Anne Wojcicki : How to Build the Future

If you are familiar with the movies that the first two clips are from, you will note a pattern of "No, you can't control everything and one of the things you can't control is OTHER PEOPLE." In Minority Report, the character that Tom Cruise's character opts to not murder ends up dead anyway because he jumps out a window right after Tom Cruise decides to not kill him.

If you have a serious health issue, the sad reality is that you may fairly often find yourself having to choose between your health and some person in your life. In a nutshell, if they stay, you will stay sick because they don't want to get with the program.

This is the crux of the issue for why I am divorced. When I was diagnosed with atypical CF and doctors were telling me "People like you don't get well. Symptom management is the name of the game." my husband agreed with the medical establishment and the entire rest of the world that I was doomed to an early grave and there was nothing we could do about that.
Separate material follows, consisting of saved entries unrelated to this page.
#[test]
fn rejected_block_compression_is_decoded_on_upload() {
    let (rt, _) = runtime_with_device(CompatOptions::default(), rejecting(&[D3DFormat::Dxt1]));
    let id = rt
        .create_surface(texture(4, 4).with_pixel_format(dxt1()))
        .unwrap();
    // One solid red block.
    let block = [0x00, 0xF8, 0x00, 0xF8, 0, 0, 0, 0];
    rt.write_surface(id, &block).unwrap();

    let resource = rt.texture_resource(id).unwrap().unwrap();
    let desc = rt.with_device(|d| d.resource_desc(resource)).flatten().unwrap();
    assert_eq!(desc.format, D3DFormat::A8R8G8B8);
    let bytes = device_bytes(&rt, resource);
    assert_eq!(bytes.len(), 4 * 16);
    assert!(bytes.chunks_exact(4).all(|px| px == [0x00, 0x00, 0xFF, 0xFF]));

    // Decoded pixels cannot be re-encoded; the CPU copy stays as written.
    assert_eq!(rt.download(id).unwrap(), UploadOutcome::Skipped);
    assert_eq!(rt.read_surface(id).unwrap(), block.to_vec());
}

#[test]
fn rejected_format_without_a_fallback_fails_the_bind() {
    let (rt, counters) = runtime_with_device(
        CompatOptions::default(),
        rejecting(&[D3DFormat::A8R8G8B8]),
    );
    let id = rt.create_surface(texture(4, 4)).unwrap();
    assert_eq!(
        rt.ensure_bound(id).unwrap_err(),
        BindError::AllocationFailed {
            kind: SurfaceKind::Texture,
            source: DeviceError::UnsupportedFormat(D3DFormat::A8R8G8B8),
        }
    );
    assert_eq!(rt.backing(id).unwrap(), BackingResource::None);
    assert_eq!(counters.allocations(), 0);
    assert_eq!(rt.stats().snapshot().format_fallbacks, 0);
}

#[test]
fn indeterminate_surface_keeps_content_written_before_binding() {
    init_tracing();
    let rt = DdrawRuntime::<MemoryDevice>::default();
    let id = rt
        .create_surface(SurfaceDesc::new(SurfaceCaps::OFFSCREENPLAIN).with_size(2, 1))
        .unwrap();
    // Blue, then red, laid out as the X8R8G8B8 placeholder.
    let content = [0xFF, 0x00, 0x00, 0x00, 0x00, 0x00, 0xFF, 0x00];
    rt.write_surface(id, &content).unwrap();

    rt.create_device(
        MemoryDevice::new(MemoryDeviceConfig {
            back_buffer_format: D3DFormat::R5G6B5,
            ..MemoryDeviceConfig::default()
        }),
        LegacyDeviceType::Hal,
    );
    let resource = rt.surface_resource(id).unwrap().unwrap();
    let desc = rt.with_device(|d| d.resource_desc(resource)).flatten().unwrap();
    assert_eq!(desc.format, D3DFormat::R5G6B5);

    // The CPU layout is kept and described truthfully.
    let surface = rt.surface_desc(id).unwrap();
    assert_eq!(surface.pitch, 8);
    assert_eq!(
        surface.pixel_format.and_then(|pf| translate(&pf)),
        Some(D3DFormat::X8R8G8B8)
    );
    assert_eq!(rt.read_surface(id).unwrap(), content.to_vec());
    assert_eq!(&device_bytes(&rt, resource)[..4], &[0x1F, 0x00, 0x00, 0xF8]);
    assert_eq!(rt.stats().snapshot().format_fallbacks, 1);
}

#[test]
fn failed_allocation_leaves_the_format_unresolved() {
    let (rt, _) = runtime_with_device(
        CompatOptions::default(),
        MemoryDeviceConfig {
            back_buffer_format: D3DFormat::A8R8G8B8,
            ..MemoryDeviceConfig::default()
        },
    );
    let id = rt
        .create_surface(SurfaceDesc::new(SurfaceCaps::OFFSCREENPLAIN).with_size(4, 4))
        .unwrap();
    let content = pattern(4 * 4 * 4);
    rt.write_surface(id, &content).unwrap();

    rt.with_device(|d| d.fail_next_allocations(1));
    assert!(rt.ensure_bound(id).is_err());
    assert!(rt.surface_desc(id).unwrap().pixel_format.is_none());
    assert_eq!(rt.stats().snapshot().format_fallbacks, 0);
    assert_eq!(rt.read_surface(id).unwrap(), content);

    rt.ensure_bound(id).unwrap();
    assert!(rt.surface_desc(id).unwrap().pixel_format.is_some());
    assert_eq!(rt.stats().snapshot().format_fallbacks, 1);
    let resource = rt.surface_resource(id).unwrap().unwrap();
    assert_eq!(device_bytes(&rt, resource), content);
}

#[test]
fn unknown_kind_render_target_aliases_the_back_buffer() {
    let (rt, counters) = default_runtime();
    let desc = SurfaceDesc::new(SurfaceCaps::empty())
        .with_size(8, 8)
        .with_pixel_format(argb8888());
    let id = rt.create_surface(desc).unwrap();
    assert_eq!(rt.surface_kind(id).unwrap(), SurfaceKind::Unknown);

    assert_eq!(
        rt.set_render_target(id).unwrap(),
        BindOutcome::Bound {
            allocated: true,
            upload: UploadOutcome::Clean,
        }
    );
    let back_buffer = rt.with_device(|d| d.back_buffer(0)).unwrap().unwrap();
    assert_eq!(rt.backing(id).unwrap(), BackingResource::RenderTarget(back_buffer));
    assert_eq!(counters.allocations(), 0);
    assert_eq!(rt.stats().snapshot().allocations, 0);

    // Outside the render-target selection the same kind gets a plain surface of its own.
    let other = rt.create_surface(desc).unwrap();
    let resource = rt.surface_resource(other).unwrap().unwrap();
    assert_ne!(resource, back_buffer);
    assert_eq!(counters.allocations(), 1);
}

#[test]
fn overlays_are_placed_in_local_video_memory() {
    let (rt, _) = default_runtime();
    let placement_of = |caps| {
        let id = rt
            .create_surface(
                SurfaceDesc::new(caps)
                    .with_size(8, 8)
                    .with_pixel_format(argb8888()),
            )
            .unwrap();
        let resource = rt.surface_resource(id).unwrap().unwrap();
        let desc = rt.with_device(|d| d.resource_desc(resource)).flatten().unwrap();
        (rt.surface_kind(id).unwrap(), desc.ty, desc.placement)
    };

    assert_eq!(
        placement_of(SurfaceCaps::OVERLAY | SurfaceCaps::SYSTEMMEMORY),
        (SurfaceKind::Overlay, ResourceType::OffscreenPlain, Placement::Local)
    );
    assert_eq!(
        placement_of(SurfaceCaps::OFFSCREENPLAIN | SurfaceCaps::SYSTEMMEMORY),
        (SurfaceKind::OffscreenPlain, ResourceType::OffscreenPlain, Placement::System)
    );
}

#[test]
fn backing_extent_matches_the_declared_size() {
    let (rt, _) = default_runtime();
    let depth = rt.create_surface(depth_buffer(48, 24)).unwrap();
    let cube = rt
        .create_surface(
            texture(32, 32).with_caps2(SurfaceCaps2::CUBEMAP | SurfaceCaps2::CUBEMAP_ALLFACES),
        )
        .unwrap();
    let plain = rt
        .create_surface(
            SurfaceDesc::new(SurfaceCaps::OFFSCREENPLAIN)
                .with_size(40, 12)
                .with_pixel_format(argb8888()),
        )
        .unwrap();

    let bound = [
        (depth, rt.depth_stencil_resource(depth).unwrap().unwrap()),
        (cube, rt.cube_texture_resource(cube).unwrap().unwrap()),
        (plain, rt.surface_resource(plain).unwrap().unwrap()),
    ];
    for (id, resource) in bound {
        let declared = rt.surface_desc(id).unwrap();
        let desc = rt.with_device(|d| d.resource_desc(resource)).flatten().unwrap();
        assert_eq!(
            (desc.width, desc.height),
            (declared.width, declared.height),
            "{id}"
        );
    }
}

#[test]
fn oversized_surfaces_are_rejected() {
    let (rt, _) = default_runtime();
    assert_eq!(
        rt.create_surface(texture(0x4000_0000, 1)),
        Err(SurfaceError::InvalidDescriptor("surface size overflows"))
    );
    assert_eq!(rt.surface_count(), 0);

    let id = rt.create_surface(texture(8, 8)).unwrap();
    let resource = rt.texture_resource(id).unwrap().unwrap();
    let before = rt.surface_desc(id).unwrap();
    let huge = before.with_size(0x1_0000, 0x1_0000);
    assert_eq!(
        rt.set_surface_desc(id, huge),
        Err(SurfaceError::InvalidDescriptor("surface size overflows"))
    );
    assert_eq!(rt.surface_desc(id).unwrap(), before);
    assert_eq!(rt.texture_resource(id).unwrap(), Some(resource));
}
/// GPU object a bound surface resolves to.
#[derive(Debug, Clone, Copy, PartialEq, Eq, Default)]
pub enum BackingResource {
    #[default]
    None,
    /// Lockable plain storage (offscreen-plain, overlay and generic surfaces).
    Surface(ResourceId),
    RenderTarget(ResourceId),
    DepthStencil(ResourceId),
    Texture { resource: ResourceId, level: u32 },
    CubeTexture {
        resource: ResourceId,
        face: CubeFace,
        level: u32,
    },
}

impl BackingResource {
    pub fn resource(&self) -> Option<ResourceId> {
        match *self {
            Self::None => None,
            Self::Surface(id) | Self::RenderTarget(id) | Self::DepthStencil(id) => Some(id),
            Self::Texture { resource, .. } | Self::CubeTexture { resource, .. } => Some(resource),
        }
    }

    pub fn is_none(&self) -> bool {
        matches!(self, Self::None)
    }
}

#[derive(Debug, Clone, Copy, PartialEq, Eq, Default)]
pub struct Binding {
    pub resource: BackingResource,
    /// Aliases (swap-chain slots, cube sibling faces, mip sublevels) do not own the GPU object.
    pub owned: bool,
}

impl Binding {
    pub const NONE: Binding = Binding {
        resource: BackingResource::None,
        owned: false,
    };

    pub fn owned(resource: BackingResource) -> Self {
        Self {
            resource,
            owned: true,
        }
    }

    pub fn alias(resource: BackingResource) -> Self {
        Self {
            resource,
            owned: false,
        }
    }
}

#[derive(Debug, Clone, Copy, PartialEq, Eq)]
pub struct Attachment {
    pub surface: SurfaceId,
    /// Created together with the parent as part of a complex surface; destroyed with it.
    pub implicit: bool,
}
I decided that attitude was going to kill me and I got divorced. I'm still alive and vastly healthier than I was while married to someone taking a really lax attitude towards germ control because he felt like:


It won't make any difference.

It's made a big difference for me and my quality of life, though, no, it isn't a cure. My genetic defect remains.

Having agency over my life is the critical detail that makes it possible for me to get my symptoms under control and keep them under control. Everything in my life has to bend to that rule.

I have done gig work and freelance work in recent years to protect my agency. I have been celibate for reasons of germ control but also because I'm a woman and the cultural norm is that women defer to their men to some degree.

The reality is I will likely be alone for the rest of my life because I need a man who will accept a very long list of restrictions and NOT hassle me about it. This includes but is not limited to:
  • No carpeting, no fabric curtains, no particle board furniture, no upholstered furniture.
  • No mattress.
  • No vacations. Travel is hard on me and I don't do it for "fun," though I have done a lot of traveling in my life. I don't enjoy going somewhere for a few days for "fun" because it probably won't be any fun at all for me.
  • No eating at restaurants he likes and I don't.
  • No pets. No exceptions.
  • No smokers and no tokers and preferably no HISTORY of such.
  • Germ control is my life. If you don't want it to also be your life, you can't have me. Period. End of sentence. No exceptions.
So I don't really expect to remarry. I've been getting on with making my own plans and doing my own thing because I'm too old for fairy tales and being NOT utterly and completely tortured by my body every single goddamned second of the day and night is literally better than sex.